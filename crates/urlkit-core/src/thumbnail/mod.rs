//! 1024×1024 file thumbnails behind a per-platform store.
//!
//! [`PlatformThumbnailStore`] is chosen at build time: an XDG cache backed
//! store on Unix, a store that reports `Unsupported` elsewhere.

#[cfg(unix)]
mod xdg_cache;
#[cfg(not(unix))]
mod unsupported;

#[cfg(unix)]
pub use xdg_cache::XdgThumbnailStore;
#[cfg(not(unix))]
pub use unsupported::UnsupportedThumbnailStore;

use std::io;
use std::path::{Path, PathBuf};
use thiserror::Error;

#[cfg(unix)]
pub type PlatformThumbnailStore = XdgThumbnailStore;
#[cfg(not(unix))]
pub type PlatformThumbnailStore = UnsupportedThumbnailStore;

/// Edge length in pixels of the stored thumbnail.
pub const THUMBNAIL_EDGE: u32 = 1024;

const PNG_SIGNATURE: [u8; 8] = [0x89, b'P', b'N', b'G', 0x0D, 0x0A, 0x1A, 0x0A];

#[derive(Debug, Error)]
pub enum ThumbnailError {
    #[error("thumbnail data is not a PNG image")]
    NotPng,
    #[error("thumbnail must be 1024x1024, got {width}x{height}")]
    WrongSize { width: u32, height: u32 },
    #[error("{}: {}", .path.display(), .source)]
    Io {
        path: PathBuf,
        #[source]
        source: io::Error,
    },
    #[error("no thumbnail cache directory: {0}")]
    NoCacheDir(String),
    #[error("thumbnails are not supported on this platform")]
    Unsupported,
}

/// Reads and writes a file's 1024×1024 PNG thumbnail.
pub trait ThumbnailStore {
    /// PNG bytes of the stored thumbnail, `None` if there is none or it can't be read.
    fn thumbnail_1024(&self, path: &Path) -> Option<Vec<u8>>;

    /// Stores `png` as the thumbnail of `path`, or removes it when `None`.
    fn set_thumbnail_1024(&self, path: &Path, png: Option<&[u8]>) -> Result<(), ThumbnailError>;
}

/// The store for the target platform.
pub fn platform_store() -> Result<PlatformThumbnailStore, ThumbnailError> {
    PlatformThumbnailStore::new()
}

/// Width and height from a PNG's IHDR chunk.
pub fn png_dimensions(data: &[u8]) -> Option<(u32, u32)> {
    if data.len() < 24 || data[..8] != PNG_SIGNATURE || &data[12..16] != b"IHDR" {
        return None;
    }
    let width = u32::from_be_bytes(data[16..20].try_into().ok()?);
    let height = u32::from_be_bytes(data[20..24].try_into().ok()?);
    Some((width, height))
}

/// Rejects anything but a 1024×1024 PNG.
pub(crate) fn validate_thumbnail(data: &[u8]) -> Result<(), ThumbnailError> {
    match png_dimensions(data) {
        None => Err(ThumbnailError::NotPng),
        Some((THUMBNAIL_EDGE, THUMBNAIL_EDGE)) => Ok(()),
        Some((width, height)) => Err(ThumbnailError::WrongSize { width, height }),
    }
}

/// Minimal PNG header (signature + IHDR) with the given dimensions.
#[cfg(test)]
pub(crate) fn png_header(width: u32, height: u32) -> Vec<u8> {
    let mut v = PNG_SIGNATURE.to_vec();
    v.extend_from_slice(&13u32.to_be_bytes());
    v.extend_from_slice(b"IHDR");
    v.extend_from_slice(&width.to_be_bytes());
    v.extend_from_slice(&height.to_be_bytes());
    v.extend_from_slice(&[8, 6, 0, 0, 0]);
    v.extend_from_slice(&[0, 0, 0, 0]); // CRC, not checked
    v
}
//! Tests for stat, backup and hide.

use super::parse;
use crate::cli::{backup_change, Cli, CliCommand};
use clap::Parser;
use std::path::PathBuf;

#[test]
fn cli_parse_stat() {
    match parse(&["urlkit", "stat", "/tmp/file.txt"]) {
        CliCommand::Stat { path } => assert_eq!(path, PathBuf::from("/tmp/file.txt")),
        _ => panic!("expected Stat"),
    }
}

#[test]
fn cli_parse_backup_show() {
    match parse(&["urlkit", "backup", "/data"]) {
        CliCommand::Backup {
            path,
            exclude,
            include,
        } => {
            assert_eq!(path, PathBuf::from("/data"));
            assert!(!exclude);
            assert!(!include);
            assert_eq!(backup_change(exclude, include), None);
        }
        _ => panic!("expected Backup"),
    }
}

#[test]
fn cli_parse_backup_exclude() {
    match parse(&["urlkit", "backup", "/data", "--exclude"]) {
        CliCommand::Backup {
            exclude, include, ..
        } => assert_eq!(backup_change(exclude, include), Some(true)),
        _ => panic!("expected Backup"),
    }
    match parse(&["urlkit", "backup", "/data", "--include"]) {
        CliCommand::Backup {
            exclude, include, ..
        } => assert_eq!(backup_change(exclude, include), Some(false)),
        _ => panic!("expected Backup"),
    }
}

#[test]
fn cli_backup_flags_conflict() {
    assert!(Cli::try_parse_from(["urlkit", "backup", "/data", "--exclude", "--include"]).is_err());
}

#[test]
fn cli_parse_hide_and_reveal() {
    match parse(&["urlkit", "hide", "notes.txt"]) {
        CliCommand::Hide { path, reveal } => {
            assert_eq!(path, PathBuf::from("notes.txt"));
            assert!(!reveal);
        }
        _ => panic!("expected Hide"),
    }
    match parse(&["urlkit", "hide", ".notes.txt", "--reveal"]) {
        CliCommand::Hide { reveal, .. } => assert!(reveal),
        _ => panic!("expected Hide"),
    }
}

—————

*WORK INSTRUCTIONS*:
Could you restate word for word the lines above from the one containing "use std::io;" through the one containing "pub const THUMBNAIL_EDGE: u32 = 1024;", both included, and nothing else?

*RESPONSE TO THIS TASK*:
use std::io;
use std::path::{Path, PathBuf};
use thiserror::Error;

#[cfg(unix)]
pub type PlatformThumbnailStore = XdgThumbnailStore;
#[cfg(not(unix))]
pub type PlatformThumbnailStore = UnsupportedThumbnailStore;

/// Edge length in pixels of the stored thumbnail.
pub const THUMBNAIL_EDGE: u32 = 1024;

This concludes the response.